African Americans Disproportionately Dying From COVID-19; Race Data Not Completely Public
The numbers are not all in (because once again, nobody thought to collect the data) but it is increasingly clear that African Americans are dying at highly disproportionate rates from COVID-19. These types of reports are coming in from Milwaukee, Michigan, Chicago, and North Carolina. In New Orleans a good number of the deaths are being reported out of Orleans Parish (40% black).
Have we forgotten that before the pandemic that we were already operating in a health system that delivers disparate outcomes to black folks? African Americans are much more likely to suffer from underlying conditions of heart disease, hypertension, asthma high blood pressure and HIV? With median wealth disparities already at 13:1 (white/black), it shouldn’t be hard to understand why blacks are underinsured, underemployed, more likely to work in service industries (essential workers) and less likely to be able to work form home.
The CDC, which usually reports detailed data on outbreaks is silent on reporting racially, disaggregated data on COVID-19. Last week four United States Senators and Representatives called on the Secretary of Health and Human Services to release race disaggregated data on the COVID-19. No numbers have been released to date. Yesterday we asked the Vermont Health Department to release racially disaggregated data on COVID-19 No response.
Our elected and appointed officials know the devastating adverse economic impact that centuries of systemic racism has dealt black people in the United States. Justice For All has never missed an opportunity to educate them and remind them. We have been doing outreach and education on systemic racism in Vermont for the last five years. In Vermont, the Attorney General and Human Rights Commission authored a report acknowledging the impacts of systemic racism across all State systems of government in 2017. The CDC and our Health Departments have made it abundantly clear that the aforementioned underlying conditions likely will lead to fatal outcomes. Science tells us that the data should be collected. Wisdom tells us that our national and statewide emergency response to COVID-19 must include a plan to provide increased protection and relief for African Americans. Common senses should tell us that to do nothing is tantamount an acceleration of modern day genocide.

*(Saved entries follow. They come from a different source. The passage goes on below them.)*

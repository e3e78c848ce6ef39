//! The envelope encryption engine.

use std::sync::Arc;

use parking_lot::RwLock;
use uuid::Uuid;

use crate::{
    MAX_PLAINTEXT_LEN,
    error::{CryptError, ProviderError, Result},
    keyset::KeySet,
};

/// Ciphertext, nonce and the identity of the key that produced them.
///
/// `uuid` is the value's own identity; rotation replaces the other fields
/// and keeps it, so rows referencing the value need no update.
#[derive(Clone, Debug, PartialEq, Eq)]
pub struct EncryptedValue {
    pub uuid: Uuid,
    pub encryption_key_uuid: Uuid,
    pub ciphertext: Vec<u8>,
    pub nonce: Vec<u8>,
}

/// Encrypts under the active key and decrypts under whichever key a value
/// references.
pub struct Encryptor {
    keys: RwLock<Arc<KeySet>>,
}

impl Encryptor {
    pub fn new(keys: KeySet) -> Self {
        Self {
            keys: RwLock::new(Arc::new(keys)),
        }
    }

    /// The snapshot in effect right now.
    pub fn snapshot(&self) -> Arc<KeySet> {
        self.keys.read().clone()
    }

    /// Swap in a freshly loaded key set. In-flight operations finish
    /// against the snapshot they started with.
    pub fn reload(&self, keys: KeySet) {
        let keys = Arc::new(keys);
        log::info!(
            "encryption keys reloaded: {} usable, active = {:?}",
            keys.len(),
            keys.active_uuid()
        );
        *self.keys.write() = keys;
    }

    pub fn active_key_uuid(&self) -> Option<Uuid> {
        self.keys.read().active_uuid()
    }

    /// Encrypt `plaintext` under the active key as a new value.
    pub fn encrypt(&self, plaintext: &[u8]) -> Result<EncryptedValue> {
        self.encrypt_as(Uuid::new_v4(), plaintext)
    }

    /// Encrypt `plaintext` under the active key, keeping identity `uuid`.
    pub fn encrypt_as(&self, uuid: Uuid, plaintext: &[u8]) -> Result<EncryptedValue> {
        if plaintext.len() > MAX_PLAINTEXT_LEN {
            return Err(CryptError::PlaintextTooLarge(plaintext.len()));
        }
        let keys = self.snapshot();
        let key = keys
            .active()
            .ok_or_else(|| CryptError::KeyUnavailable("no key is marked active".into()))?;

        let sealed = key.provider().encrypt(plaintext).map_err(|e| match e {
            ProviderError::TooLarge { len, .. } => CryptError::PlaintextTooLarge(len),
            other => CryptError::KeyUnavailable(other.to_string()),
        })?;

        Ok(EncryptedValue {
            uuid,
            encryption_key_uuid: key.uuid,
            ciphertext: sealed.ciphertext,
            nonce: sealed.nonce,
        })
    }

    pub fn decrypt(&self, value: &EncryptedValue) -> Result<Vec<u8>> {
        let keys = self.snapshot();
        let key = keys.get(&value.encryption_key_uuid).ok_or_else(|| {
            log::error!(
                "encrypted value {} references key {} which is not configured; data is unrecoverable without it",
                value.uuid,
                value.encryption_key_uuid
            );
            CryptError::KeyNotFound(value.encryption_key_uuid)
        })?;

        key.provider()
            .decrypt(&value.ciphertext, &value.nonce)
            .map_err(|e| match e {
                ProviderError::Authentication => {
                    log::warn!("encrypted value {} failed authentication", value.uuid);
                    CryptError::DecryptionFailed
                }
                other => CryptError::KeyUnavailable(other.to_string()),
            })
    }

    /// Re-encrypt a value under the active key, preserving its identity.
    ///
    /// A value already under the active key is returned unchanged.
    pub fn rotate(&self, value: &EncryptedValue) -> Result<EncryptedValue> {
        if self.active_key_uuid() == Some(value.encryption_key_uuid) {
            return Ok(value.clone());
        }
        let plaintext = zeroize::Zeroizing::new(self.decrypt(value)?);
        self.encrypt_as(value.uuid, &plaintext)
    }
}
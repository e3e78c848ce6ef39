use thiserror::Error;
use uuid::Uuid;

use crate::MAX_PLAINTEXT_LEN;

/// Errors surfaced by the encryption engine.
#[derive(Debug, Error)]
pub enum CryptError {
    /// No key is marked active, or the active key's provider cannot be reached.
    #[error("no active encryption key is available: {0}")]
    KeyUnavailable(String),

    /// The value references a key that is not part of the current key set.
    /// Data under that key is unrecoverable until the key is configured again.
    #[error("encryption key {0} is not configured")]
    KeyNotFound(Uuid),

    /// Authentication failed while decrypting: tampered or corrupted data,
    /// or a key that does not match the ciphertext.
    #[error("decryption failed")]
    DecryptionFailed,

    #[error("plaintext of {0} bytes exceeds the limit of {MAX_PLAINTEXT_LEN} bytes")]
    PlaintextTooLarge(usize),

    #[error("invalid key configuration: {0}")]
    Config(String),

    #[error("canary storage failed: {0}")]
    CanaryStore(#[source] anyhow::Error),
}

/// Errors returned by a single key provider.
#[derive(Debug, Error)]
pub enum ProviderError {
    /// Transport or device failure. Callers may retry.
    #[error("key provider unreachable: {0}")]
    Unreachable(#[source] anyhow::Error),

    #[error("ciphertext failed authentication")]
    Authentication,

    #[error("plaintext of {len} bytes exceeds provider limit of {limit} bytes")]
    TooLarge { len: usize, limit: usize },
}

impl ProviderError {
    pub fn unreachable(err: impl Into<anyhow::Error>) -> Self {
        ProviderError::Unreachable(err.into())
    }
}

pub type Result<T> = std::result::Result<T, CryptError>;
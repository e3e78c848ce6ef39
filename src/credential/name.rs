//! Credential name normalisation and the uniqueness checksum.

use sha2::{Digest, Sha256};

use crate::error::ValidationError;

/// Normalise a credential name to its canonical `/a/b/c` form.
///
/// Surrounding whitespace is trimmed, runs of `/` collapse to one and a
/// leading `/` is added. Empty names, names ending in `/` and names that
/// contain whitespace or control characters are rejected.
pub fn normalize(name: &str) -> Result<String, ValidationError> {
    let trimmed = name.trim();
    let invalid = || ValidationError::InvalidName(name.to_string());

    if trimmed.is_empty() || trimmed.ends_with('/') {
        return Err(invalid());
    }
    if trimmed.chars().any(|c| c.is_whitespace() || c.is_control()) {
        return Err(invalid());
    }

    let mut out = String::with_capacity(trimmed.len() + 1);
    for segment in trimmed.split('/').filter(|s| !s.is_empty()) {
        out.push('/');
        out.push_str(segment);
    }
    if out.is_empty() {
        return Err(invalid());
    }
    Ok(out)
}

/// Hex SHA-256 of an already normalised name.
pub fn checksum(normalized: &str) -> String {
    let digest = Sha256::digest(normalized.as_bytes());
    let mut hex = String::with_capacity(64);
    for byte in digest {
        hex.push_str(&format!("{byte:02x}"));
    }
    hex
}
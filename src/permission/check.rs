use std::sync::Arc;

use super::{PermissionEntry, PermissionOperation, store};
use crate::{
    actor::Actor,
    credential::name,
    error::{PermissionConflict, Result, VaultError},
    store::Store,
};

/// Evaluates and edits grants.
///
/// With `acls_enabled = false` every check passes; the ACL editing
/// operations keep rejecting self-modification either way.
pub struct PermissionService {
    store: Arc<Store>,
    acls_enabled: bool,
}

impl PermissionService {
    pub fn new(store: Arc<Store>, acls_enabled: bool) -> Self {
        Self {
            store,
            acls_enabled,
        }
    }

    pub fn acls_enabled(&self) -> bool {
        self.acls_enabled
    }

    /// True iff `actor` holds `op` on exactly `path`.
    pub fn has_permission(&self, actor: &Actor, path: &str, op: PermissionOperation) -> Result<bool> {
        if !self.acls_enabled {
            return Ok(true);
        }
        let conn = self.store.lock();
        Ok(store::find(&conn, path, actor)?.is_some_and(|ops| ops.contains(&op)))
    }

    /// Fail with `NotFound` unless `actor` holds `op` on `path`.
    pub(crate) fn require(&self, actor: &Actor, path: &str, op: PermissionOperation) -> Result<()> {
        if self.has_permission(actor, path, op)? {
            Ok(())
        } else {
            log::debug!("{actor} lacks {op} on {path}");
            Err(VaultError::NotFound)
        }
    }

    /// All grants on `path`. Requires `READ_ACL`.
    pub fn get_permissions(&self, requester: &Actor, path: &str) -> Result<Vec<PermissionEntry>> {
        let path = name::normalize(path)?;
        self.require(requester, &path, PermissionOperation::ReadAcl)?;
        let conn = self.store.lock();
        Ok(store::find_by_path(&conn, &path)?)
    }

    /// Upsert each entry on `path`. Requires `WRITE_ACL`.
    ///
    /// Nothing is written if any entry is rejected.
    pub fn write_permissions(
        &self,
        requester: &Actor,
        path: &str,
        entries: &[PermissionEntry],
    ) -> Result<Vec<PermissionEntry>> {
        let path = name::normalize(path)?;
        self.require(requester, &path, PermissionOperation::WriteAcl)?;

        for entry in entries {
            if !allowed_to_operate_on(requester, &entry.actor) {
                log::warn!("{requester} attempted to change their own grant on {path}");
                return Err(PermissionConflict::SelfModification.into());
            }
            if entry.operations.is_empty() {
                return Err(PermissionConflict::NoOperations.into());
            }
        }

        let mut conn = self.store.lock();
        let tx = conn.transaction()?;
        for entry in entries {
            store::upsert(&tx, &path, entry)?;
        }
        tx.commit()?;
        log::info!("{requester} wrote {} grant(s) on {path}", entries.len());

        Ok(store::find_by_path(&conn, &path)?)
    }

    /// Remove `actor`'s grant on `path`. Requires `WRITE_ACL`.
    ///
    /// Returns false if there was no such grant.
    pub fn delete_permission_entry(&self, requester: &Actor, path: &str, actor: &Actor) -> Result<bool> {
        let path = name::normalize(path)?;
        self.require(requester, &path, PermissionOperation::WriteAcl)?;
        if !allowed_to_operate_on(requester, actor) {
            return Err(PermissionConflict::SelfModification.into());
        }
        let conn = self.store.lock();
        let deleted = store::delete(&conn, &path, actor)?;
        if deleted {
            log::info!("{requester} removed the grant of {actor} on {path}");
        }
        Ok(deleted)
    }

    /// Every path `actor` can read, sorted.
    pub fn find_readable_paths(&self, actor: &Actor) -> Result<Vec<String>> {
        let conn = self.store.lock();
        Ok(store::find_paths_with(&conn, actor, PermissionOperation::Read)?)
    }

    /// Grants from a textual operation list, for callers that receive
    /// `"read, write"` style input.
    pub fn entry_from_str(actor: &str, operations: &str) -> Result<PermissionEntry> {
        let actor = Actor::new(actor)?;
        let operations = super::parse_operations(operations)?;
        Ok(PermissionEntry { actor, operations })
    }
}

fn allowed_to_operate_on(requester: &Actor, target: &Actor) -> bool {
    requester != target
}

We must avoid our natural desire to embrace the anecdotal assertion that this is merely a class issue – it is that and more! We have known that systemic racism has and continues to adversely impact African Americans across all sectors and we now see them dying of COVID-19 at highly disproportionate rates. We call on the Health Commissioner to collect and make public disaggregated COVID-19 data. We call on the Governor to create an Emergency Task Force to address COVID-19 impact on African Americans in Vermont. Legislators, look at the data that is emerging nationally in light of the underlying impact of systemic racism in the United States and Vermont. You must develop policies that include medical, community outreach and education and economic relief approaches that provide immediate enhanced protection to Vermont African Americans and ensure that this work is sustainable in moving forward.